I Proof of Concept nel mondo dei cortometraggi sono un doppio strumento e, seppur sembrano essere ora in disuso, sono l’ingresso potenziale sul grande schermo.
Definizione di Proof of Concept: una realizzazione incompleta o abbozzata di un determinato progetto o metodo per dimostrare la fattibilità o confermare la validità di alcuni principi o concetti fondamentali. Un esempio tipico è quello di un prototipo o, nel mondo del cinema, anche un cortometraggio può esserlo. Letteralmente, proof of concept significa “prova di concetto”, e può essere tradotto come ‘”prova di fattibilità” o “dimostrazione di fattibilità”.
The Dirk Diggler Story (Boogie Nights)
Nel 1993, il maestro Paul Thomas Anderson scrive e dirige Cigarettes & Coffee, un fenomenale corto che meno di tre anni dopo diventa il suo esordio cinematografico, ovvero, Sydney. Ma non era la prima volta che ci provava. Nel 1988 esce il primo corto amatoriale e a budget zero di Anderson su un’attore porno, The Dirk Diggler Story. Quasi a dieci anni di distanza, il sogno si è avverato: nel 1997, esce il capolavoro Boogie Nights.
Jay and Seth vs. The Apocalypse (This Is the End)

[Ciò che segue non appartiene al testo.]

//! Gallery viewer state: layout mode per gallery and a single lightbox session.
//!
//! A page may hold several galleries, but keyboard input is page-wide, so only
//! one lightbox may react to it. [`ViewerController`] owns every registered
//! [`Gallery`] and at most one open session; key and pointer events are fed to
//! the controller, which routes them to the session owner or drops them.
//!
//! ```text
//!            open_fullscreen(g, i)
//!   Closed ─────────────────────────▶ Open { g, i }
//!     ▲                                 │  ArrowLeft / ArrowRight
//!     │  Escape, backdrop click,        │  navigate(±1), clamped
//!     └──── close(), close_gallery(g) ──┘
//! ```
//!
//! Opening a second gallery replaces the session; it never stacks. The static
//! renderer in [`crate::generate`] drives the same controller to compute each
//! lightbox page's previous/next/close targets.

use crate::types::{LayoutMode, PhotoRecord};
use thiserror::Error;

#[derive(Error, Debug, Clone, PartialEq, Eq)]
pub enum ViewerError {
    #[error("no gallery registered with id {0}")]
    UnknownGallery(usize),
    #[error("photo index {index} out of range for gallery of {len} photos")]
    IndexOutOfRange { index: usize, len: usize },
}

/// Handle to a gallery registered with a [`ViewerController`].
#[derive(Debug, Clone, Copy, PartialEq, Eq, Hash)]
pub struct GalleryId(usize);

/// One rendered gallery and its viewing state.
#[derive(Debug, Clone)]
pub struct Gallery {
    container_id: String,
    photos: Vec<PhotoRecord>,
    layout: LayoutMode,
    current_index: usize,
}

impl Gallery {
    pub fn container_id(&self) -> &str {
        &self.container_id
    }

    pub fn photos(&self) -> &[PhotoRecord] {
        &self.photos
    }

    pub fn layout(&self) -> LayoutMode {
        self.layout
    }

    pub fn current_index(&self) -> usize {
        self.current_index
    }

    /// A gallery with no photos renders a panel instead of cards and can never
    /// open a lightbox.
    pub fn is_live(&self) -> bool {
        !self.photos.is_empty()
    }
}

/// Keys the viewer distinguishes.
#[derive(Debug, Clone, Copy, PartialEq, Eq)]
pub enum Key {
    Escape,
    ArrowLeft,
    ArrowRight,
    Enter,
    Space,
    Other,
}

/// Where a click on the open overlay landed.
#[derive(Debug, Clone, Copy, PartialEq, Eq)]
pub enum OverlayTarget {
    Backdrop,
    Content,
}

/// How a card was activated.
#[derive(Debug, Clone, Copy, PartialEq, Eq)]
pub enum CardTrigger {
    Click,
    Key(Key),
    /// The card's dedicated "view fullscreen" control. Handled here and not
    /// propagated to the card, so it opens exactly once.
    FullscreenButton,
}

/// Snapshot of the open lightbox.
#[derive(Debug, Clone, PartialEq, Eq)]
pub struct Lightbox<'a> {
    pub gallery: GalleryId,
    pub index: usize,
    pub total: usize,
    pub photo: &'a PhotoRecord,
}

impl Lightbox<'_> {
    /// 1-based position label, e.g. "3 / 12".
    pub fn counter(&self) -> String {
        format!("{} / {}", self.index + 1, self.total)
    }
}

#[derive(Debug, Default)]
pub struct ViewerController {
    galleries: Vec<Gallery>,
    active: Option<GalleryId>,
    scroll_locked: bool,
    opened: usize,
}

impl ViewerController {
    pub fn new() -> Self {
        Self::default()
    }

    pub fn register(
        &mut self,
        container_id: &str,
        photos: Vec<PhotoRecord>,
        layout: LayoutMode,
    ) -> GalleryId {
        self.galleries.push(Gallery {
            container_id: container_id.to_string(),
            photos,
            layout,
            current_index: 0,
        });
        GalleryId(self.galleries.len() - 1)
    }

    pub fn gallery(&self, id: GalleryId) -> Result<&Gallery, ViewerError> {
        self.galleries
            .get(id.0)
            .ok_or(ViewerError::UnknownGallery(id.0))
    }

    fn gallery_mut(&mut self, id: GalleryId) -> Result<&mut Gallery, ViewerError> {
        self.galleries
            .get_mut(id.0)
            .ok_or(ViewerError::UnknownGallery(id.0))
    }

    /// Switch a gallery's layout. Photos are kept as they are.
    pub fn set_layout(&mut self, id: GalleryId, layout: LayoutMode) -> Result<(), ViewerError> {
        self.gallery_mut(id)?.layout = layout;
        Ok(())
    }

    /// Open (or replace) the lightbox session at `photos[index]`.
    pub fn open_fullscreen(&mut self, id: GalleryId, index: usize) -> Result<(), ViewerError> {
        let gallery = self.gallery_mut(id)?;
        let len = gallery.photos.len();
        if index >= len {
            return Err(ViewerError::IndexOutOfRange { index, len });
        }
        gallery.current_index = index;
        if let Some(previous) = self.active.filter(|p| *p != id) {
            log::debug!("lightbox moves from gallery {} to {}", previous.0, id.0);
        }
        self.active = Some(id);
        self.scroll_locked = true;
        self.opened += 1;
        Ok(())
    }

    /// Move the open lightbox by `delta`, clamped to the photo range.
    ///
    /// Returns the index after the move, or `None` when nothing is open.
    pub fn navigate(&mut self, delta: isize) -> Option<usize> {
        let id = self.active?;
        let gallery = self.galleries.get_mut(id.0)?;
        let last = gallery.photos.len().saturating_sub(1);
        let target = gallery.current_index.saturating_add_signed(delta).min(last);
        gallery.current_index = target;
        Some(target)
    }

    /// Close the session, if any. Returns whether one was open.
    pub fn close(&mut self) -> bool {
        self.scroll_locked = false;
        self.active.take().is_some()
    }

    /// Close only if `id` owns the session.
    pub fn close_gallery(&mut self, id: GalleryId) -> bool {
        if self.active == Some(id) {
            self.close()
        } else {
            false
        }
    }

    /// Page-level key handler. Returns whether the key was consumed.
    pub fn handle_key(&mut self, key: Key) -> bool {
        if self.active.is_none() {
            return false;
        }
        match key {
            Key::Escape => self.close(),
            Key::ArrowLeft => self.navigate(-1).is_some(),
            Key::ArrowRight => self.navigate(1).is_some(),
            Key::Enter | Key::Space | Key::Other => false,
        }
    }

    /// Click on the open overlay. Only the backdrop closes it.
    pub fn click_overlay(&mut self, target: OverlayTarget) -> bool {
        match target {
            OverlayTarget::Backdrop => self.close(),
            OverlayTarget::Content => false,
        }
    }

    /// Card activation. Returns whether the lightbox was opened.
    pub fn activate_card(
        &mut self,
        id: GalleryId,
        index: usize,
        trigger: CardTrigger,
    ) -> Result<bool, ViewerError> {
        match trigger {
            CardTrigger::Click
            | CardTrigger::FullscreenButton
            | CardTrigger::Key(Key::Enter | Key::Space) => {
                self.open_fullscreen(id, index)?;
                Ok(true)
            }
            CardTrigger::Key(_) => Ok(false),
        }
    }

    pub fn active(&self) -> Option<GalleryId> {
        self.active
    }

    pub fn scroll_locked(&self) -> bool {
        self.scroll_locked
    }

    /// Number of times a lightbox has been opened.
    pub fn open_count(&self) -> usize {
        self.opened
    }

    pub fn lightbox(&self) -> Option<Lightbox<'_>> {
        let id = self.active?;
        let gallery = self.galleries.get(id.0)?;
        Some(Lightbox {
            gallery: id,
            index: gallery.current_index,
            total: gallery.photos.len(),
            photo: gallery.photos.get(gallery.current_index)?,
        })
    }
}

Più di cinque anni prima dell’incredibile metacinematografico Facciamola finita, Evan Goldberg, Jason Stone, Seth Rogen e Jay Baruchel si sono uniti per realizzare Jay and Seth Versus the Apocalypse. La versione cortometraggio vede Seth e Jay rinchiusi in uno scantinato ed alle prese con l’apocalisse. La cosa che differenzia le due versioni è sicuramente il momento in cui si ride perchè nel corto non succede quasi mai.
Saw
James Wan e Leigh Whannell, dopo aver girato ogni studio hollywoodiano, riuscirono ad ottenere nulla in più di 30.000 dollari per la loro sceneggiatura dal titolo Saw. Allora, Whannell decise di mettere personalmente 5.000 per realizzarne un corto e convincere gli studios. Alla fine, Saw – L’enigmista ottenne un budget di circa un milione e mezzo ed il film ne incassò più di 100 in tutto il mondo, creando un franchise da più di un miliardo di dollari.
Marcel the Shell with Shoes On
Tra il 2010 ed il 2014, l’autore Dean Fleischer Camp inventa ed espande un minuscolo personaggio d’animazione per sperimentare e giocare. Marcel the Shell with Shoes On. Escono tre cortometraggi su questa piccola conchiglia con la voce di Jenny Slate e delle sue timide osservazioni sulla propria vita e sulle sue giornate. Nel 2021, il cortometraggio diventa un apprezzatissimo ed emozionante lungometraggio.

Bottle Rocket
Quando ancora frequentavano l’Università del Texas, Wes Anderson, Owen Wilson ed il fratello Luke Wilson si incontrano casualmente per le aule accademiche e decidono di realizzare un film insieme. Nel 1992 nasce Bottle Rocket, primo corto del maestro della simmetria, e meno di due anni dopo James L. Brooks decide di finanziarne l’adattamento a lungo. Nel 1996, Wes Anderson esordisce al cinema con Un colpo da dilettanti.
Alive in Joburg (District 9)
Peter Jackson ha sempre affermato di voler produrre un film adattato dall’universo della serie di videogiochi Halo. Quando decise che il regista sarebbe stato il connazionale Neill Blomkamp, l’aveva scelto per il suo fantastico corto sci-fi Alive in Joburg. L’adattamento morì, ma District 9 prese forma dai suoi scarti, lanciando Blomkamp in una carriera che, purtroppo, sembra già essere finita.
Whiplash
Damien Chazelle completò la sua prima stesura del capolavoro Whiplash ad inizio 2013, ma nessuno sulla cartina degli States era disposto a produrglielo. Allora, Chazelle adattò quindici pagine di sceneggiatura in un corto da meno di venti minuti come proof of concept. La presentazione al Sundance attirò un grandissimo numero di investitori ed il film fu poi prodotto da Blumhouse e distribuito da Sony.
Thunder Road
Se c’è un’autore statunitense che ne rappresenta la pura indipendenza passionale – almeno nel cinema e la sua industria – quello è Jim Cummings. Dopo anni e anni di cortometraggi, nel 2016 arriva il suo grande passo: realizza Thunder Road per meno di 10.000 dollari. Il proof of concept va talmente bene che piace anche al boss Bruce Springsteen. Due anni dopo, esce Thunder Road, il lungometraggio.